Now back to bubbles. What do you do when you are not getting an income from anything or you consider the income too low relative to risk of underlying price moves to make it worthy of consideration? Well if you are like TMM you focus on the price change capital value part of the equation rather than the income or coupon side. Of course the price SHOULD be reflective of the income streams but that can easily be ignored when prices start to trend and rising prices are backfitted against future hope stories to justify monstrous P/E's. (Look what at Tesla).
This versions of the problem with the "relative" zero bound effect is something that we feel is destabilising the old balance between true valuation and bubble generation, with the bias moving to price chasing and a faster frequency and greater amplitude in the wave form of asset classes. Money will chase price moves amplifying them rather than seeing logic damping them. A great example of this is London property where the dividend (rent) is thought to be so insignificant that it ofeetn isnt even collected (empty properties). It is all to do with appreciation of a capital value which cannot even be truly measured other than against "last price paid".

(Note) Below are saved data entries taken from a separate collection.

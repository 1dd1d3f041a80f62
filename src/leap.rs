//! Leap year rules for both calendars.
//!
//! The Persian rule is the 33-year arithmetic approximation, corrected by the
//! fixed [`NON_LEAP_CORRECTION`] table wherever it disagrees with the
//! astronomical calendar.

use crate::consts::{GREGORIAN_CYCLE, LEAP_YEAR_CYCLE, NON_LEAP_CORRECTION, PERSIAN_CYCLE_YEARS};

/// Whether the 33-year rule was overridden to make `year` a common year.
#[inline]
pub(crate) fn is_non_leap_correction(year: i64) -> bool {
    NON_LEAP_CORRECTION.binary_search(&year).is_ok()
}

/// Returns `true` if `year` is a leap year in the Persian calendar.
///
/// A year listed in the correction table is never leap; the year right after
/// one always is. Every other year follows `(25 * year + 11) mod 33 < 8`.
///
/// ```
/// use jalali_calendar::is_persian_leap_year;
///
/// assert!(is_persian_leap_year(1399));
/// assert!(!is_persian_leap_year(1400));
/// assert!(!is_persian_leap_year(1502)); // corrected to a common year
/// assert!(is_persian_leap_year(1503)); // receives the displaced leap day
/// ```
pub fn is_persian_leap_year(year: i64) -> bool {
    if is_non_leap_correction(year) {
        false
    } else if is_non_leap_correction(year.saturating_sub(1)) {
        true
    } else {
        (25 * year.rem_euclid(PERSIAN_CYCLE_YEARS) + 11) % PERSIAN_CYCLE_YEARS < 8
    }
}

/// Returns `true` if `year` is a leap year in the proleptic Gregorian calendar.
///
/// Century years are folded into a single `mod 400` check.
pub const fn is_gregorian_leap_year(year: i64) -> bool {
    let in_cycle = year.rem_euclid(GREGORIAN_CYCLE);
    year.rem_euclid(LEAP_YEAR_CYCLE) == 0 && in_cycle != 100 && in_cycle != 200 && in_cycle != 300
}

#[cfg(test)]
mod tests {
    use super::*;

    #[test]
    fn test_correction_table_is_sorted() {
        assert!(NON_LEAP_CORRECTION.windows(2).all(|w| w[0] < w[1]));
        assert_eq!(NON_LEAP_CORRECTION.len(), 78);
    }

    #[test]
    fn test_persian_leap_year_cases() {
        struct TestCase {
            year:        i64,
            is_leap:     bool,
            description: &'static str,
        }

        let cases = [
            TestCase {
                year:        1393,
                is_leap:     false,
                description: "common year by the 33-year rule",
            },
            TestCase {
                year:        1395,
                is_leap:     true,
                description: "leap by the 33-year rule",
            },
            TestCase {
                year:        1399,
                is_leap:     true,
                description: "leap by the 33-year rule",
            },
            TestCase {
                year:        1403,
                is_leap:     true,
                description: "leap by the 33-year rule",
            },
            TestCase {
                year:        1404,
                is_leap:     false,
                description: "common year by the 33-year rule",
            },
            TestCase {
                year:        1408,
                is_leap:     true,
                description: "five-year gap in the cycle",
            },
            TestCase {
                year:        1501,
                is_leap:     false,
                description: "year before a corrected year",
            },
            TestCase {
                year:        1502,
                is_leap:     false,
                description: "corrected year the rule calls leap",
            },
            TestCase {
                year:        1503,
                is_leap:     true,
                description: "year after a corrected year",
            },
            TestCase {
                year:        2987,
                is_leap:     false,
                description: "last corrected year",
            },
            TestCase {
                year:        2988,
                is_leap:     true,
                description: "year after the last corrected year",
            },
        ];

        for case in &cases {
            assert_eq!(
                is_persian_leap_year(case.year),
                case.is_leap,
                "Year {} ({}): expected {}",
                case.year,
                case.description,
                if case.is_leap {
                    "leap year"
                } else {
                    "not leap year"
                }
            );
        }
    }

    #[test]
    fn test_every_corrected_year_overrides_the_rule() {
        for &year in NON_LEAP_CORRECTION {
            assert!(
                (25 * year + 11).rem_euclid(PERSIAN_CYCLE_YEARS) < 8,
                "Year {year} should be leap by the 33-year rule"
            );
            assert!(!is_persian_leap_year(year), "Year {year} should be common");
            assert!(is_persian_leap_year(year + 1), "Year {} should be leap", year + 1);
        }
    }

    #[test]
    fn test_leap_rules_at_integer_extremes() {
        assert!(!is_persian_leap_year(i64::MAX));
        assert!(!is_persian_leap_year(i64::MIN));
        assert!(!is_gregorian_leap_year(i64::MAX));
        assert!(is_gregorian_leap_year(i64::MIN));
    }

    #[test]
    fn test_persian_leap_years_per_cycle() {
        // Outside the corrected range, each 33-year cycle carries 8 leap years
        let leaps = (1343..1376).filter(|&y| is_persian_leap_year(y)).count();
        assert_eq!(leaps, 8);
    }

    #[test]
    fn test_gregorian_leap_year_cases() {
        struct TestCase {
            year:        i64,
            is_leap:     bool,
            description: &'static str,
        }

        let cases = [
            TestCase {
                year:        2020,
                is_leap:     true,
                description: "divisible by 4",
            },
            TestCase {
                year:        2023,
                is_leap:     false,
                description: "not divisible by 4",
            },
            TestCase {
                year:        1900,
                is_leap:     false,
                description: "century not divisible by 400",
            },
            TestCase {
                year:        2100,
                is_leap:     false,
                description: "century not divisible by 400",
            },
            TestCase {
                year:        2000,
                is_leap:     true,
                description: "divisible by 400",
            },
            TestCase {
                year:        0,
                is_leap:     true,
                description: "year zero (1 BC) is divisible by 400",
            },
            TestCase {
                year:        -100,
                is_leap:     false,
                description: "negative century",
            },
            TestCase {
                year:        -4,
                is_leap:     true,
                description: "negative year divisible by 4",
            },
        ];

        for case in &cases {
            assert_eq!(
                is_gregorian_leap_year(case.year),
                case.is_leap,
                "Year {} ({}): expected leap = {}",
                case.year,
                case.description,
                case.is_leap
            );
        }
    }
}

TMM are not saying that London property is a bubble, though it does share many of the definitions of one, and are definitely NOT saying that UK property is a bubble. This (courtesy of housepricecrash.com) does not look like a bubble -
But we are saying that we expect this behaviour to become more redolent in financial markets as capital chases capital growth rather than income. It's all part of the super savings glut. As with a ship taking on water, the inpouring and sloshing of all this cash can destabilise and capsize any craft not fitted with protective bulkheads in the way that did for the the Herald of Free Enterprise and Titanic, but we believe we are a long way off that point in any of the markets currently being cited. Screaming "Stop! Bubble!", is hoped by many to stop the bus they have just missed allowing themselves a chance to get on board.
It's just desperation for performance driving herd mentality in a low yield world which is too driven by short term peer performance benchmarks.
Now, back to the Starlings..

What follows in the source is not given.